Genetic Alterations in Atypical Cerebral Palsy Identified Through Chromosomal Microarray and Exome Sequencing

This study investigated the genetic causes of atypical cerebral palsy (CP) through chromosomal microarray (CMA) and exome sequencing (ES) in a cohort of 10 Korean patients to identify variants and expand the spectrum of mutations associated with atypical cerebral palsy. Whole ES and/or genome sequencing (GS) after routine karyotyping and CMA was performed to identify causative variants and expand the spectrum of mutations associated with atypical CP. In cases of atypical CP, scoliosis and/or kyphosis, ranging from mild to severe, were present in all patients.

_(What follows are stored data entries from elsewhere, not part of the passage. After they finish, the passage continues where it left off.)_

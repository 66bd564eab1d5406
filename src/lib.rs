//! Typed, column-oriented data containers.
//!
//! This crate provides:
//! - [`Series`]: a named, typed column guarded by its own read/write lock.
//! - [`DataFrame`]: equal-length, uniquely named series addressed by row.
//! - [`Column`] and [`AnySeries`]: the type-erased façade through which a frame
//!   holds series of different element types.
//! - Sorting, filtering, row-wise transforms and equality checks on both, all
//!   of which honour a [`CancelToken`].
//!
//! Every method on [`Series`] and [`DataFrame`] locks for the duration of the
//! call. Callers composing several steps take the lock once through `read()` or
//! `write()` and work on the guarded [`SeriesData`] / [`FrameData`], which
//! expose the same operations without locking.

pub mod apply;
pub mod cancel;
pub mod column;
pub mod compare;
pub mod equal;
pub mod error;
pub mod filter;
pub mod frame;
pub mod iterator;
pub mod options;
pub mod series;
pub mod sort;
pub mod value;

pub use cancel::CancelToken;
pub use column::{AnySeries, Column, ColumnReadGuard, ColumnWriteGuard, Element};
pub use compare::{compare_fn, is_equal_default, is_equal_option, is_less_than, is_less_than_option, CompareFn};
pub use error::{CallbackError, FrameError, FrameResult};
pub use filter::FilterAction;
pub use frame::{ColumnKey, DataFrame, FrameData, Row, RowValues};
pub use iterator::{RowCursor, RowSource, RowStep};
pub use options::{
    range, ApplyOptions, FilterOptions, IsEqualOptions, IteratorOptions, RangeOptions, SeriesInit, SortOptions,
};
pub use series::{default_value_formatter, Series, SeriesData, ValueFormatter};
pub use sort::SortKey;
pub use value::{Value, ValueKind};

Epilepsy was a comorbidity in seven patients (70%), and intellectual disability (ID) was observed in varying degrees. This study identified three copy number variations (CNVs), including 15q11.2 microdeletion (n = 1), 17p11.2 duplication (n = 1), and 12p13.33p11.23 duplication/18p11.32 microdeletion (n = 1), and six likely pathogenic variants (LPVs) or pathogenic variants (PVs) detected in the SLC2A1, PLAA, CDC42BPB, CACNA1D, ALG12, and SACS genes (n = 6). These findings emphasize the significance of incorporating genetic testing into the diagnostic process for atypical CP to improve our understanding of its molecular basis and inform personalized treatment strategies. To further advance this research, future studies should focus on exploring genotype–phenotype correlations, assessing the functional impact of identified variants, and increasing the sample size to validate the observed patterns.